Когда Ортега-и-Гассет в начале двадцатых годов писал свое знаменитое эссе «Дегуманизация искусства», он связывал особенности современного искусства (такие как безличность, запрет на патетику, неприятие прошлого, игровое начало, намеренная стилизованность, свобода от моральных и политических обязательств) с духом молодости, который, как ему казалось, возобладал в наше время[43]. Глядя назад, кажется, что «дегуманизация» означает не открытие детской невинности, а, скорее, вполне взрослый, продуманный ответ. Да и чего еще, кроме тоски вкупе с анестезией, за которыми следуют ирония и победа разума над чувством, можно было ждать в ответ на социальный разлад и массовые жестокости нашего времени, на столь же важные для мировосприятия, но куда реже отмечаемые небывалые сдвиги, приведшие окружающую среду от понятности и очевидности к тому, что лишь с большим трудом доступно пониманию и невидимо? Искусство, которое служит для меня орудием изменения и воспитания восприимчивости и сознательности, существует теперь в среде, которую не схватить простыми чувствами.
Бакминстер Фуллер писал:
«С Первой мировой войной производство разом перешло от видимых основ к невидимым, от следов к неуследимому, от проволоки к беспроволочному, от видимых структур к структурам невидимым, многосоставным. Самое важное в Первой мировой то, что человечество вышло за пределы спектра чувств, которые прежде служили главным критерием, обосновывающим новации… Важнейшие успехи после Первой мировой войны были связаны с инфра– и ультрасенсорными частотами электромагнитного спектра. Все крупнейшие технические находки сегодня невидимы… Прежние мастера, опиравшиеся на чувства, открыли ящик Пандоры с его феноменами, недоступными для контроля чувств, феноменами, которых они до того времени избегали… Они разом потеряли свое превосходство, поскольку уже сами не понимали, что происходит. А если нет понимания, нет и превосходства… После Первой мировой прежние мастера устарели…»

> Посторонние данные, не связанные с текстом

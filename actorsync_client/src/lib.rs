//! `actorsync_client`
//!
//! Client-side systems:
//! - Mirror of the actors visible to this session
//! - Dead-reckoning interpolation between server ticks
//! - Render scheduling on fixed substeps
//! - Deduplicated control messages

pub mod client;
pub mod control;
pub mod interp;
pub mod mirror;
pub mod runtime;

pub use client::{ClientHandler, ClientState, GameClient};
pub use mirror::{ClientMirror, MirrorActor, MirrorBehavior};
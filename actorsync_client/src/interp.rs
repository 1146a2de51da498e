//! Interpolation.
//!
//! The server sends positions at tick boundaries together with a per-tick
//! velocity. Between updates the client dead-reckons: every render substep
//! moves each mirror by `velocity / steps`.

use actorsync_shared::clock::Millis;

use crate::mirror::MirrorActor;

#[derive(Debug, Clone, Copy, PartialEq, Eq)]
pub struct Interpolator {
    steps: u32,
}

impl Interpolator {
    /// `floor(tick / substep) - 1` substeps per tick, at least one.
    pub fn from_intervals(tick_interval_ms: Millis, substep_ms: Millis) -> Self {
        let per_tick = tick_interval_ms / substep_ms.max(1);
        let steps = per_tick.saturating_sub(1).max(1);
        Self {
            steps: u32::try_from(steps).unwrap_or(u32::MAX),
        }
    }

    pub fn steps(&self) -> u32 {
        self.steps
    }

    pub fn advance(&self, actor: &mut MirrorActor) {
        let n = f64::from(self.steps);
        actor.x += actor.mx / n;
        actor.y += actor.my / n;
    }
}

impl Default for Interpolator {
    fn default() -> Self {
        Self { steps: 1 }
    }
}

#[cfg(test)]
mod tests {
    use super::*;

    #[test]
    fn steps_from_intervals() {
        assert_eq!(Interpolator::from_intervals(50, 10).steps(), 4);
        assert_eq!(Interpolator::from_intervals(100, 10).steps(), 9);
        assert_eq!(Interpolator::from_intervals(15, 10).steps(), 1);
        assert_eq!(Interpolator::from_intervals(10, 10).steps(), 1);
    }
}
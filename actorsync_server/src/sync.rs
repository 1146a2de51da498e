//! Synchronization engine.
//!
//! Once per step, after every actor has updated, each (actor, session) pair
//! is reconciled against the session's known set:
//!
//! 1. destroying + known       → DESTROY, forget
//! 2. not visible + known      → REMOVE, forget
//! 3. visible + unknown        → CREATE on the actor's first pass, else INIT; learn
//! 4. visible + known + dirty  → UPDATE (dirty = updated flag or first pass)
//!
//! A session is therefore never sent UPDATE, REMOVE or DESTROY for an id it
//! has not been introduced to, and never introduced twice in a row.

use actorsync_shared::protocol::ActorFrame;
use tracing::warn;

use crate::{
    actor::{ActorEntry, ActorPhase},
    registry::ActorRegistry,
    session::{Session, SessionTable},
};

/// Serialized forms of one actor for the current pass.
#[derive(Default)]
struct Frames {
    full: Option<ActorFrame>,
    partial: Option<ActorFrame>,
}

fn is_dirty(entry: &ActorEntry) -> bool {
    entry.core.is_updated() || entry.phase == ActorPhase::Created
}

/// Serializes whatever forms `sessions` need. An actor that cannot be put on
/// the wire (serialize error, non-finite coordinates) is retired and `None`
/// returned; the caller then treats it as destroying.
fn prepare<'s>(
    entry: &mut ActorEntry,
    sessions: impl Iterator<Item = &'s Session>,
) -> Option<Frames> {
    if entry.phase == ActorPhase::Destroying {
        return Some(Frames::default());
    }
    let id = entry.core.id();
    if !entry.core.is_finite() {
        warn!(actor = %id, class = %entry.core.class(), "Actor state is not finite, destroying");
        entry.retire();
        return None;
    }
    let (mut need_full, mut need_partial) = (false, false);
    for s in sessions {
        if entry.core.is_visible_to(s.id()) {
            if s.knows(id) {
                need_partial |= is_dirty(entry);
            } else {
                need_full = true;
            }
        }
    }

    let mut frames = Frames::default();
    for (full, needed) in [(true, need_full), (false, need_partial)] {
        if !needed {
            continue;
        }
        match entry.behavior.serialize(&entry.core, full) {
            Ok(payload) => {
                let frame = entry.core.frame(full, payload);
                if full {
                    frames.full = Some(frame);
                } else {
                    frames.partial = Some(frame);
                }
            }
            Err(e) => {
                warn!(actor = %id, class = %entry.core.class(), error = %e, "Actor serialize failed, destroying");
                entry.retire();
                return None;
            }
        }
    }
    Some(frames)
}

/// Applies the precedence rules to one (actor, session) pair.
fn reconcile_pair(entry: &ActorEntry, frames: &Frames, session: &mut Session, with_events: bool) {
    let core = &entry.core;
    let id = core.id();
    let knows = session.knows(id);

    if entry.phase == ActorPhase::Destroying {
        if knows {
            if with_events {
                session.queues.events.extend(core.pending_events());
            }
            session.forget(id);
            session.queues.destroy.push(core.destroyed());
        }
        return;
    }

    let visible = core.is_visible_to(session.id());
    if !visible {
        if knows {
            session.forget(id);
            session.queues.remove.push(id);
        }
        return;
    }

    if !knows {
        if let Some(full) = &frames.full {
            session.learn(id);
            if entry.phase == ActorPhase::Created {
                session.queues.create.push(full.clone());
            } else {
                session.queues.init.push(full.clone());
            }
        }
    } else if is_dirty(entry) {
        if let Some(partial) = &frames.partial {
            session.queues.update.push(partial.clone());
        }
    }

    if with_events && session.knows(id) {
        session.queues.events.extend(core.pending_events());
    }
}

/// Reconciles every actor against every session and closes the pass.
pub fn reconcile(registry: &mut ActorRegistry, sessions: &mut SessionTable) {
    let mut failed = 0;
    for entry in registry.entries_mut() {
        let frames = prepare(entry, sessions.iter()).unwrap_or_else(|| {
            // Retired; rule 1 now applies.
            failed += 1;
            Frames::default()
        });
        for session in sessions.iter_mut() {
            reconcile_pair(entry, &frames, session, true);
        }
        entry.end_pass();
    }
    registry.note_retired(failed);
}

/// Queues INIT for every announced actor visible to a newly accepted session.
pub fn introduce(registry: &mut ActorRegistry, session: &mut Session) {
    let mut failed = 0;
    for entry in registry.entries_mut() {
        if entry.phase != ActorPhase::Alive {
            continue;
        }
        match prepare(entry, std::iter::once(&*session)) {
            Some(frames) => reconcile_pair(entry, &frames, session, false),
            None => failed += 1,
        }
    }
    registry.note_retired(failed);
}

Но, конечно же, искусство постоянно связано с чувствами. Как никто не может подвесить краски в пустоте (художнику нужна какая-то поверхность, что-то вроде холста, пусть даже без цвета и текстуры), никто не может создать произведение искусства, не посягающее на человеческие органы чувств. Но важно понимать, что аппарат человеческих чувств – это не только биология, но и особая история: каждая культура подчеркивает одни чувства и приглушает другие. (То же относится к области первичных эмоций.) Вот что фиксирует сейчас искусство (и не оно одно) и вот почему все наиболее интересное в искусстве нашего времени так остро переживает тоску и упадок, каким бы забавным, абстрактным или морально безразличным на вид оно ни казалось. Можно сказать, что западный человек, по крайней мере со времен промышленной революции, прошел через массированную анестезию чувств (сопровождавшую процесс, который Макс Вебер назвал «бюрократической рационализацией»). Современное искусство выступало при этом своего рода шоковой терапией, возмущая и вместе с тем обновляя наши чувства.
Одно из важнейших последствий нового мировосприятия (порвавшего с пониманием культуры по Мэтью Арнольду) уже упоминалось – речь о том, что различия между «высокой» и «низкой» культурами оказываются все менее значимыми. Подобное различие – неотъемлемое от инструментария Мэтью Арнольда – попросту бессмысленно для творческого сообщества художников и ученых, включенных в программирование чувств и не интересующихся искусством как разновидностью поучающей журналистики. Впрочем, искусство к ней никогда не сводилось.